use std::io::{self, BufRead, Write};

use clap::Parser;
use fixed::types::U51F13;
use tracing_subscriber::EnvFilter;

use register_engine::{Catalog, Register, SalesLedger};

/// A command line register on top of the point of sale core
#[derive(Debug, Parser)]
#[clap(version)]
struct Args {
    /// The path to the product catalog CSV file
    #[clap(long, default_value = "products.csv")]
    catalog: std::path::PathBuf,
    /// The directory daily sales logs and summaries are written to
    #[clap(long, default_value = "sales_data")]
    data_dir: std::path::PathBuf,
}

fn main() -> anyhow::Result<()> {
    tracing_subscriber::fmt()
        .with_env_filter(
            EnvFilter::try_from_default_env().unwrap_or_else(|_| EnvFilter::new("info")),
        )
        .init();

    let args = Args::parse();
    let catalog = Catalog::load(&args.catalog)?;
    let ledger = SalesLedger::new(&args.data_dir)?;
    let mut register = Register::new(catalog, ledger);

    print_products(&register);
    println!("Type `help` for the list of commands.");

    let stdin = io::stdin();
    loop {
        print!("> ");
        io::stdout().flush()?;

        let mut line = String::new();
        if stdin.lock().read_line(&mut line)? == 0 {
            break;
        }
        let line = line.trim();
        let (command, rest) = line.split_once(' ').unwrap_or((line, ""));

        match command {
            "" => {}
            "help" => print_help(),
            "list" => print_products(&register),
            "add" => match rest.trim().parse::<u32>() {
                Ok(id) => match register.add_to_cart(id.into()) {
                    Ok(product) => println!("Added {}.", product.name()),
                    Err(err) => println!("{err}"),
                },
                Err(_) => println!("Usage: add <product id>"),
            },
            "remove" => match register.remove_from_cart(rest.trim()) {
                Ok(()) => println!("Removed one {}.", rest.trim()),
                Err(err) => println!("{err}"),
            },
            "cart" => print_cart(&register),
            "checkout" => match rest.trim().parse::<U51F13>() {
                Ok(received) => match register.checkout(received) {
                    Ok(sale) => {
                        if let Some(receipt) = register.last_receipt() {
                            println!("{receipt}");
                        }
                        println!("Change due: ฿{:.2}", sale.change());
                    }
                    Err(err) => println!("{err}"),
                },
                Err(_) => println!("Usage: checkout <received cash amount>"),
            },
            "receipt" => match register.last_receipt() {
                Some(receipt) => println!("{receipt}"),
                None => println!("No sale has been completed yet."),
            },
            "summary" => print_summary(&register),
            "report" => match register.write_daily_summary() {
                Ok(path) => println!("Summary written to {}.", path.display()),
                Err(err) => println!("Failed to write the summary: {err}"),
            },
            "files" => {
                println!("Sales log: {}", register.ledger().sales_log_path().display());
                println!("Summary:   {}", register.ledger().summary_path().display());
            }
            "quit" | "exit" => break,
            _ => println!("Unknown command {command:?}. Type `help` for the list of commands."),
        }
    }

    Ok(())
}

fn print_products(register: &Register) {
    println!("Products:");
    for product in register.catalog().products() {
        println!(
            "  {:>3}  {:<20} ฿{:.2}",
            product.id(),
            product.name(),
            product.price()
        );
    }
}

fn print_cart(register: &Register) {
    if register.cart().is_empty() {
        println!("The cart is empty.");
        return;
    }

    println!("Cart:");
    for line in register.cart().lines() {
        println!(
            "  {:<20} x{:<3} ฿{:.2}",
            line.product().name(),
            line.quantity(),
            line.line_total()
        );
    }
    println!("Subtotal:   ฿{:.2}", register.subtotal());
    println!(
        "Amount due: ฿{:.2} (incl. {}% tax)",
        register.amount_due(),
        register_engine::tax::TAX_RATE_PERCENT
    );
}

fn print_summary(register: &Register) {
    let summary = register.quick_summary();
    println!(
        "Today: {} transactions, ฿{:.2} revenue.",
        summary.transaction_count(),
        summary.total_revenue()
    );
    for (rank, (name, quantity)) in summary.top_sellers().iter().enumerate() {
        println!("  {}. {name} ({quantity})", rank + 1);
    }
}

fn print_help() {
    println!("Commands:");
    println!("  list                 show the product catalog");
    println!("  add <id>             add one unit of a product to the cart");
    println!("  remove <name>        remove one unit of a product from the cart");
    println!("  cart                 show the cart and the amount due");
    println!("  checkout <amount>    complete the sale against the received cash");
    println!("  receipt              reprint the receipt of the last sale");
    println!("  summary              show today's quick sales summary");
    println!("  report               write today's summary report file");
    println!("  files                show where the sales files are written");
    println!("  quit                 exit");
}
//! Diagnostic rules and the registry that runs them
//!
//! Every rule has the same shape: walk the file breadth-first, pre-filter
//! nodes by kind and spelling, confirm candidates with the
//! [`SemanticMatcher`], and report a [`Finding`] with deferred [`Fix`]es.
//! Rules never touch the tree; edits happen later, when a caller invokes a fix.

pub mod deprecated_types;
pub mod unsafe_numbers;
pub mod unsafe_types;

use crate::config::LintConfig;
use crate::factory::Expr;
use crate::finding::{Diagnostic, Finding, Severity};
use crate::fix::{Fix, FixError};
use crate::semantic::{ConfiguredResolver, ExportQuery, MatchOutcome, SemanticMatcher, SemanticModel};
use crate::suppress;
use crate::syntax::{NodeId, ParseError, SourceFile};
use rayon::prelude::*;
use std::path::PathBuf;
use thiserror::Error;

/// Capabilities handed to a rule invocation
pub struct RuleContext<'a> {
    pub file: &'a SourceFile,
    pub matcher: &'a dyn SemanticMatcher,
    /// Local name to use for the schema namespace when the file binds none
    pub schema_namespace: &'a str,
}

/// Where rules send findings
pub trait ReportSink {
    fn report(&mut self, finding: Finding);
}

impl ReportSink for Vec<Finding> {
    fn report(&mut self, finding: Finding) {
        self.push(finding);
    }
}

/// A named, coded unit of analysis
pub trait Rule: Send + Sync {
    /// Unique rule name (e.g. `schemaUnsafeNumbers`)
    fn name(&self) -> &'static str;

    /// Unique numeric code
    fn code(&self) -> u32;

    fn default_severity(&self) -> Severity;

    /// Analyze `ctx.file`, reporting zero or more findings
    fn apply(&self, ctx: &RuleContext<'_>, report: &mut dyn ReportSink);
}

/// Errors raised while registering rules
#[derive(Error, Debug, Clone, PartialEq, Eq)]
pub enum RegistryError {
    #[error("a rule named `{0}` is already registered")]
    DuplicateName(String),

    #[error("rule code {code} is already used by `{existing}`")]
    DuplicateCode { code: u32, existing: String },
}

/// One analyzed file together with its diagnostics
#[derive(Debug)]
pub struct FileAnalysis {
    pub file: SourceFile,
    pub diagnostics: Vec<Diagnostic>,
}

/// Outcome of analyzing one input of [`RuleRegistry::analyze_sources`]
#[derive(Debug)]
pub struct SourceReport {
    pub path: PathBuf,
    pub outcome: Result<FileAnalysis, ParseError>,
}

/// Dispatches analysis across all registered rules
pub struct RuleRegistry {
    rules: Vec<Box<dyn Rule>>,
}

impl RuleRegistry {
    /// Create a registry with all built-in rules
    pub fn new() -> Self {
        Self {
            rules: vec![
                Box::new(deprecated_types::DeprecatedTypesRule::new()),
                Box::new(unsafe_numbers::UnsafeNumbersRule::new()),
                Box::new(unsafe_types::UnsafeTypesRule::new()),
            ],
        }
    }

    /// Create a registry with no rules
    pub fn empty() -> Self {
        Self { rules: Vec::new() }
    }

    /// Add a rule; names and codes must be unique
    pub fn register(&mut self, rule: Box<dyn Rule>) -> Result<(), RegistryError> {
        for existing in &self.rules {
            if existing.name() == rule.name() {
                return Err(RegistryError::DuplicateName(rule.name().to_string()));
            }
            if existing.code() == rule.code() {
                return Err(RegistryError::DuplicateCode {
                    code: rule.code(),
                    existing: existing.name().to_string(),
                });
            }
        }
        self.rules.push(rule);
        Ok(())
    }

    pub fn rules(&self) -> impl Iterator<Item = &dyn Rule> {
        self.rules.iter().map(|rule| &**rule)
    }

    pub fn get(&self, name: &str) -> Option<&dyn Rule> {
        self.rules().find(|rule| rule.name() == name)
    }

    /// Run every enabled rule over one file with the built-in semantic model
    pub fn analyze(&self, file: &SourceFile, config: &LintConfig) -> Vec<Diagnostic> {
        let resolver = ConfiguredResolver::new(&config.schema);
        let model = SemanticModel::build(file, &resolver);
        self.analyze_with(file, &model, config)
    }

    /// Run every enabled rule over one file with a caller-supplied matcher.
    ///
    /// Rules run in registration order, each with its own findings buffer.
    /// Findings silenced by a `schemalint-ignore` comment are dropped.
    pub fn analyze_with(
        &self,
        file: &SourceFile,
        matcher: &dyn SemanticMatcher,
        config: &LintConfig,
    ) -> Vec<Diagnostic> {
        let ctx = RuleContext {
            file,
            matcher,
            schema_namespace: &config.schema.namespace,
        };
        let suppressions = suppress::parse_suppressions(file.text());
        let mut diagnostics = Vec::new();

        for rule in &self.rules {
            let severity = config.severity_for(rule.name(), rule.default_severity());
            if severity == Severity::Off {
                continue;
            }

            let mut findings: Vec<Finding> = Vec::new();
            rule.apply(&ctx, &mut findings);
            tracing::debug!(
                file = %file.path().display(),
                rule = rule.name(),
                findings = findings.len(),
                "rule finished"
            );

            for finding in findings {
                if suppress::is_suppressed(&suppressions, finding.line, rule.name(), rule.code()) {
                    continue;
                }
                diagnostics.push(Diagnostic {
                    rule: rule.name(),
                    code: rule.code(),
                    severity,
                    finding,
                });
            }
        }

        diagnostics
    }

    /// Parse and analyze many sources in parallel. Files share nothing, so
    /// each runs on its own rayon task; a parse failure only affects its file.
    pub fn analyze_sources(
        &self,
        sources: Vec<(PathBuf, String)>,
        config: &LintConfig,
    ) -> Vec<SourceReport> {
        sources
            .into_par_iter()
            .map(|(path, text)| {
                let outcome = SourceFile::parse(path.clone(), text).map(|file| {
                    let diagnostics = self.analyze(&file, config);
                    FileAnalysis { file, diagnostics }
                });
                if let Err(e) = &outcome {
                    tracing::warn!(path = %path.display(), error = %e, "skipping unparsable file");
                }
                SourceReport { path, outcome }
            })
            .collect()
    }
}

impl Default for RuleRegistry {
    fn default() -> Self {
        Self::new()
    }
}

/// Pre-filter on spelling, then resolve. Indeterminate counts as no match.
pub(crate) fn references_export(ctx: &RuleContext<'_>, node: NodeId, export: &str) -> bool {
    let query = ExportQuery::schema(export);
    // A property access is spelled by its member name
    let spelling = match ctx.file.access_member(node) {
        Some(member) => ctx.file.node_text(member),
        None => ctx.file.node_text(node),
    };
    if !ctx.matcher.is_candidate_name(spelling, &query) {
        return false;
    }
    match ctx.matcher.reference_to(node, &query) {
        MatchOutcome::Matched => true,
        MatchOutcome::NotMatched => false,
        MatchOutcome::Indeterminate => {
            tracing::trace!(
                line = ctx.file.node(node).line,
                export,
                "indeterminate reference, not reporting"
            );
            false
        }
    }
}

/// Fix that swaps one identifier for another name
pub(crate) fn rename_fix(
    name: &str,
    description: String,
    node: NodeId,
    replacement: &'static str,
) -> Fix {
    Fix::new(name, description, move |tracker| {
        tracker.replace_node(node, &Expr::identifier(replacement))
    })
}

/// Guard for fix bodies that inspect the tree before staging
pub(crate) fn ensure_member(file: &SourceFile, node: NodeId) -> Result<(), FixError> {
    if file.contains(node) {
        Ok(())
    } else {
        Err(FixError::ForeignNode(node))
    }
}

* [WHAT YOU NEED TO DO]: From the top of the material above, please transcribe each line exactly. Include the line with "catalog CSV file" and end there.

* [COMPLETED EXERCISE]:
use std::io::{self, BufRead, Write};

use clap::Parser;
use fixed::types::U51F13;
use tracing_subscriber::EnvFilter;

use register_engine::{Catalog, Register, SalesLedger};

/// A command line register on top of the point of sale core
#[derive(Debug, Parser)]
#[clap(version)]
struct Args {
    /// The path to the product catalog CSV file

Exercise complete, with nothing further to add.